> Work item
Return exactly the lines below, starting with the one that has "repository ec84a32e612ca7aa" and going on through the one that has "UpdateItem, DeleteItem, BatchWriteItem)".

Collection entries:
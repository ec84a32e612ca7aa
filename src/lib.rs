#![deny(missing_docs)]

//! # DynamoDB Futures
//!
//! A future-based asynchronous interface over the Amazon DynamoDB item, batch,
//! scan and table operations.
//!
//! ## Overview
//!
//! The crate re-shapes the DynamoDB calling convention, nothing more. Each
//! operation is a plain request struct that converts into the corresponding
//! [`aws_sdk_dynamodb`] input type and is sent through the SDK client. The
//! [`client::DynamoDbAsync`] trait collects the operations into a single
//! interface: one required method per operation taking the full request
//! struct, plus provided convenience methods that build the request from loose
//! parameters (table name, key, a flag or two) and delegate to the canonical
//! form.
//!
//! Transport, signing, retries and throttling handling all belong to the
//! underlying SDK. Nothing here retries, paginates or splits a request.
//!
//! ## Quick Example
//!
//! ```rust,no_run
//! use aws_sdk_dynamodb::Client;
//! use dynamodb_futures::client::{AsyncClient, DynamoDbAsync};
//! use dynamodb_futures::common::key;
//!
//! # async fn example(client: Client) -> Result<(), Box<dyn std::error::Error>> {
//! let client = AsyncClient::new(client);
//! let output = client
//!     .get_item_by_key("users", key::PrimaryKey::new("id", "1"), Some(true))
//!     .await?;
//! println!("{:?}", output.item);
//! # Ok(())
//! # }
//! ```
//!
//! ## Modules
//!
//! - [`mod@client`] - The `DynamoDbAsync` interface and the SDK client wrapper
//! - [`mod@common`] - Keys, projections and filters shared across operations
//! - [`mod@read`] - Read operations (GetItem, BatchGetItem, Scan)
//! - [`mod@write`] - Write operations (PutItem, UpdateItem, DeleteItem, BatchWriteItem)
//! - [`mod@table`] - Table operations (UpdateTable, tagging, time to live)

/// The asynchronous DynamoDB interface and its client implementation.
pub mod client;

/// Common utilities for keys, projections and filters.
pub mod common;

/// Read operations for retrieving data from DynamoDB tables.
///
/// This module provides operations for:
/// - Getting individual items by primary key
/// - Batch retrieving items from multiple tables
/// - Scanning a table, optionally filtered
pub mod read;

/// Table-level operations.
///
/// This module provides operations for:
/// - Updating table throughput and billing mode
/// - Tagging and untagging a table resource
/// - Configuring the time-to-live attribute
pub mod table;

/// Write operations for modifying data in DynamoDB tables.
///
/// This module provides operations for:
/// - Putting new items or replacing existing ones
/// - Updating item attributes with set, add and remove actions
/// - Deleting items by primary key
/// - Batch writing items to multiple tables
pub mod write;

==

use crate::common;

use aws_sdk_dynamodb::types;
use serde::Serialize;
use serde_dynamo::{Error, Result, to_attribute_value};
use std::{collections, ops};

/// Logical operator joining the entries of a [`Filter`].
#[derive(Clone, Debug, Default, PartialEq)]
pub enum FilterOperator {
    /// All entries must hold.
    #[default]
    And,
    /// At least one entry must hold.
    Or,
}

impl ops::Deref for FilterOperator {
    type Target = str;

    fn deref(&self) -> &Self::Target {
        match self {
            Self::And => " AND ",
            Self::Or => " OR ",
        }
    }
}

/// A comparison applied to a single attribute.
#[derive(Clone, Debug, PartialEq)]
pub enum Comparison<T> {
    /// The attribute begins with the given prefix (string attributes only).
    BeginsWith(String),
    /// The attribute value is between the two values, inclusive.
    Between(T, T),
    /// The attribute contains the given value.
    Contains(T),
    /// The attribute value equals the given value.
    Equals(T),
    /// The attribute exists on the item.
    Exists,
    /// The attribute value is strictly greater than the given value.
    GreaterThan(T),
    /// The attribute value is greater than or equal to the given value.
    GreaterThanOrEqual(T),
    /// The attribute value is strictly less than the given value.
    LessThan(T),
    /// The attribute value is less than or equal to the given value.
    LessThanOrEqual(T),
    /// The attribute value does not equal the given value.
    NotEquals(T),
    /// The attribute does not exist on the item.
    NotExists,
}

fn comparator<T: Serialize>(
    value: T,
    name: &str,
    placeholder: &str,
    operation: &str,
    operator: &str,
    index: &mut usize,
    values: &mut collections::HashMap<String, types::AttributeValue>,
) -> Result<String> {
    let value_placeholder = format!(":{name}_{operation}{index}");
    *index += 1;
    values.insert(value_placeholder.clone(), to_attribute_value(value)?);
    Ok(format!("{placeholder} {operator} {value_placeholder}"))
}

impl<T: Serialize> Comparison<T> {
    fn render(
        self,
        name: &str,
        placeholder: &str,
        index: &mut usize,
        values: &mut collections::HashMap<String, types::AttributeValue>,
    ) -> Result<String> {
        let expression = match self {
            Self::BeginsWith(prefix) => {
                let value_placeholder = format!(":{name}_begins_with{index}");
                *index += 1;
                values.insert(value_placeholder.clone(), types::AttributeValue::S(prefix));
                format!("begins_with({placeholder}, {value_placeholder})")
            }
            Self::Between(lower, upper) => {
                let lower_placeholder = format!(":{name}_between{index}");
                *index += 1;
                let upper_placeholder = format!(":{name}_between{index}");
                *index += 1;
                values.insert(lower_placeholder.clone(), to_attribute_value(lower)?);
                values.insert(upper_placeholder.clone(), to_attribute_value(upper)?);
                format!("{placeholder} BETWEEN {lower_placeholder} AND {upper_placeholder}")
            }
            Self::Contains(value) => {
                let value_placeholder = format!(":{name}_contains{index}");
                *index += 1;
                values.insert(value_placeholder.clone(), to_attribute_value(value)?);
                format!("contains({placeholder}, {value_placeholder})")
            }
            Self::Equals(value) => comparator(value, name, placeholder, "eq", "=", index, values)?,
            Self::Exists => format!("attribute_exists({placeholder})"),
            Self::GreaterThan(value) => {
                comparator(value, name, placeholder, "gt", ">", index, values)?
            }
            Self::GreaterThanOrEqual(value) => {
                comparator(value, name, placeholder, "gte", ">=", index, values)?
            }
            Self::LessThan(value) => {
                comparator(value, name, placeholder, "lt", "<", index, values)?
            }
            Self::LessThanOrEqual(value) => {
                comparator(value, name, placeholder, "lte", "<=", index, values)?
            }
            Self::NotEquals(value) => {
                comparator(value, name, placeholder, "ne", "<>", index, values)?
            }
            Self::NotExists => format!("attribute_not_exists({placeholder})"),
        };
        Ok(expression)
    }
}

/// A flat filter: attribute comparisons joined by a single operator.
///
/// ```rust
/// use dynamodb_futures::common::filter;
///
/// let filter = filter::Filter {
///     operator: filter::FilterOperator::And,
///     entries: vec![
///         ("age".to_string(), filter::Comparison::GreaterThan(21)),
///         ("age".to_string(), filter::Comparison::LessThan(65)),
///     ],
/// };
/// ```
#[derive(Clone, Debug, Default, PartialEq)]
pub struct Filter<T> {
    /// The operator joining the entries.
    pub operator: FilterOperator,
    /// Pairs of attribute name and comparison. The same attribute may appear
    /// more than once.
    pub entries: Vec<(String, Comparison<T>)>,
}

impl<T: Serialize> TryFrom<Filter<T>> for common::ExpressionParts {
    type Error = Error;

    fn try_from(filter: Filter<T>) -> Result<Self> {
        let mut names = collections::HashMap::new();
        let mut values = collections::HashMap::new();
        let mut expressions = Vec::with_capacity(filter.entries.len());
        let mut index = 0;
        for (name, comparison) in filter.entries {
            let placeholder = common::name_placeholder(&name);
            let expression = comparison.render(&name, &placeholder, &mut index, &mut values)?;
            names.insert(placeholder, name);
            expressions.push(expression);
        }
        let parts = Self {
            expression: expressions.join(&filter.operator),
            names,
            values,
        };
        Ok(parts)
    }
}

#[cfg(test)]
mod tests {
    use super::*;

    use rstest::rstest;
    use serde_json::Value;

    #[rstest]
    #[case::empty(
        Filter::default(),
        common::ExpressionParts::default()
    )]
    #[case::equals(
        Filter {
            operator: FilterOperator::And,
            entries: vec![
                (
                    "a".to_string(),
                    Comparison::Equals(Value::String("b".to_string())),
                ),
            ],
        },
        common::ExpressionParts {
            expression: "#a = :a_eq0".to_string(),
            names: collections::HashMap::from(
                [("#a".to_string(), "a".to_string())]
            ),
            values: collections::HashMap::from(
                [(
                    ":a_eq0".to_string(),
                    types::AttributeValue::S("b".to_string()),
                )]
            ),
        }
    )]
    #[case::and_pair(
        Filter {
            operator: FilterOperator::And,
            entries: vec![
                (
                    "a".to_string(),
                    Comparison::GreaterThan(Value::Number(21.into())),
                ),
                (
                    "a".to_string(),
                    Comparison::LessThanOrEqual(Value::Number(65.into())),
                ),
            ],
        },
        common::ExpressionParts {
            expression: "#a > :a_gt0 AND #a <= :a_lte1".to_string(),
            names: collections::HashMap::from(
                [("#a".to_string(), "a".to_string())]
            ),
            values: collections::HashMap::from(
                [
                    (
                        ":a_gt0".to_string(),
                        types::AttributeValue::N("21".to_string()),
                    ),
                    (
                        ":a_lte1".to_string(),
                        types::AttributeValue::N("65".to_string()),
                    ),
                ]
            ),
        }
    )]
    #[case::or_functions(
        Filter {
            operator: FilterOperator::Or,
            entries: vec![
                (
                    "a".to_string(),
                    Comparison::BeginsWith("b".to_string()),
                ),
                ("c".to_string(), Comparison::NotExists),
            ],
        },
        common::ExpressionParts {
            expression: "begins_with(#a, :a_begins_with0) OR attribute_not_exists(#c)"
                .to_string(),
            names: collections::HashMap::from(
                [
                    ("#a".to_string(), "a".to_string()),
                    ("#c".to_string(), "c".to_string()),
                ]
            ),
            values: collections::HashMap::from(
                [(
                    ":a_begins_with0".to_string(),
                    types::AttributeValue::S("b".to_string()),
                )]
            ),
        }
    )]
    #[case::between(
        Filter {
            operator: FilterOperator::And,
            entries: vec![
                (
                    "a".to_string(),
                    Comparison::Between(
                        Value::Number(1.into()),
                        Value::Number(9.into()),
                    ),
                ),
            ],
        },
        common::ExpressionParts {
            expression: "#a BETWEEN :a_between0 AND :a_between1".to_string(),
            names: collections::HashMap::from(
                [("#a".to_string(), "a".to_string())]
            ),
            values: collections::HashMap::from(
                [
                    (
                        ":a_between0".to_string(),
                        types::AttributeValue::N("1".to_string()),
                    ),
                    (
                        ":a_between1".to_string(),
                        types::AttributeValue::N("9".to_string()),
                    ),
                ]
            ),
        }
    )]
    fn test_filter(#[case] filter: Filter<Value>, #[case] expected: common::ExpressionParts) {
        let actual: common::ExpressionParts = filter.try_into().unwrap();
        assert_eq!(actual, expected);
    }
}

* * *

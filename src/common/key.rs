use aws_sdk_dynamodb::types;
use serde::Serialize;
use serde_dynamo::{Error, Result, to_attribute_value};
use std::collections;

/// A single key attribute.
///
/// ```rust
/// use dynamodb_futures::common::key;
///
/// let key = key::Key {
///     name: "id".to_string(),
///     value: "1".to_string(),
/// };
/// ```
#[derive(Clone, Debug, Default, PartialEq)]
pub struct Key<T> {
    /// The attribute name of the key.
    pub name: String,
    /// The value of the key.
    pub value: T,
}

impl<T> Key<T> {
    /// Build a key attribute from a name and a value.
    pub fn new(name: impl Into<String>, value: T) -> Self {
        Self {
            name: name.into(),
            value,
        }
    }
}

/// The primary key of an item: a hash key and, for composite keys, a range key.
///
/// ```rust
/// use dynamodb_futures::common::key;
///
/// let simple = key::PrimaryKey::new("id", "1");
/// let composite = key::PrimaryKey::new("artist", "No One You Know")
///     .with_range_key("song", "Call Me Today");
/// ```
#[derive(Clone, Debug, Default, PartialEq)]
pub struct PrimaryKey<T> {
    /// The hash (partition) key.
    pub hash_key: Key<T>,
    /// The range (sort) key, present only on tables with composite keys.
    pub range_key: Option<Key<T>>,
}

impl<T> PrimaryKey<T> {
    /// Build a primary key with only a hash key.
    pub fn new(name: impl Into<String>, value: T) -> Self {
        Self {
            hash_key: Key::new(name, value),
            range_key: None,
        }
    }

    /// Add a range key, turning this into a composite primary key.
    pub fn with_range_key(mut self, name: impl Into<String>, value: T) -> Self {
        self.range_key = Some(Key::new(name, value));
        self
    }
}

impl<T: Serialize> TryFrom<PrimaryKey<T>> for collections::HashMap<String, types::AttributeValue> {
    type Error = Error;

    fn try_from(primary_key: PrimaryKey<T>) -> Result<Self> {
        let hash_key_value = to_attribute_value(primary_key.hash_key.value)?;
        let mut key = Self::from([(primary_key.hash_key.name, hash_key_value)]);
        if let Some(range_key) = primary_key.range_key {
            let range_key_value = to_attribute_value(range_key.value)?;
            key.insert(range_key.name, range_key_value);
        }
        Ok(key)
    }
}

> Exercise answer
repository ec84a32e612ca7aa
filename src/lib.rs
#![deny(missing_docs)]

//! # DynamoDB Futures
//!
//! A future-based asynchronous interface over the Amazon DynamoDB item, batch,
//! scan and table operations.
//!
//! ## Overview
//!
//! The crate re-shapes the DynamoDB calling convention, nothing more. Each
//! operation is a plain request struct that converts into the corresponding
//! [`aws_sdk_dynamodb`] input type and is sent through the SDK client. The
//! [`client::DynamoDbAsync`] trait collects the operations into a single
//! interface: one required method per operation taking the full request
//! struct, plus provided convenience methods that build the request from loose
//! parameters (table name, key, a flag or two) and delegate to the canonical
//! form.
//!
//! Transport, signing, retries and throttling handling all belong to the
//! underlying SDK. Nothing here retries, paginates or splits a request.
//!
//! ## Quick Example
//!
//! ```rust,no_run
//! use aws_sdk_dynamodb::Client;
//! use dynamodb_futures::client::{AsyncClient, DynamoDbAsync};
//! use dynamodb_futures::common::key;
//!
//! # async fn example(client: Client) -> Result<(), Box<dyn std::error::Error>> {
//! let client = AsyncClient::new(client);
//! let output = client
//!     .get_item_by_key("users", key::PrimaryKey::new("id", "1"), Some(true))
//!     .await?;
//! println!("{:?}", output.item);
//! # Ok(())
//! # }
//! ```
//!
//! ## Modules
//!
//! - [`mod@client`] - The `DynamoDbAsync` interface and the SDK client wrapper
//! - [`mod@common`] - Keys, projections and filters shared across operations
//! - [`mod@read`] - Read operations (GetItem, BatchGetItem, Scan)
//! - [`mod@write`] - Write operations (PutItem, UpdateItem, DeleteItem, BatchWriteItem)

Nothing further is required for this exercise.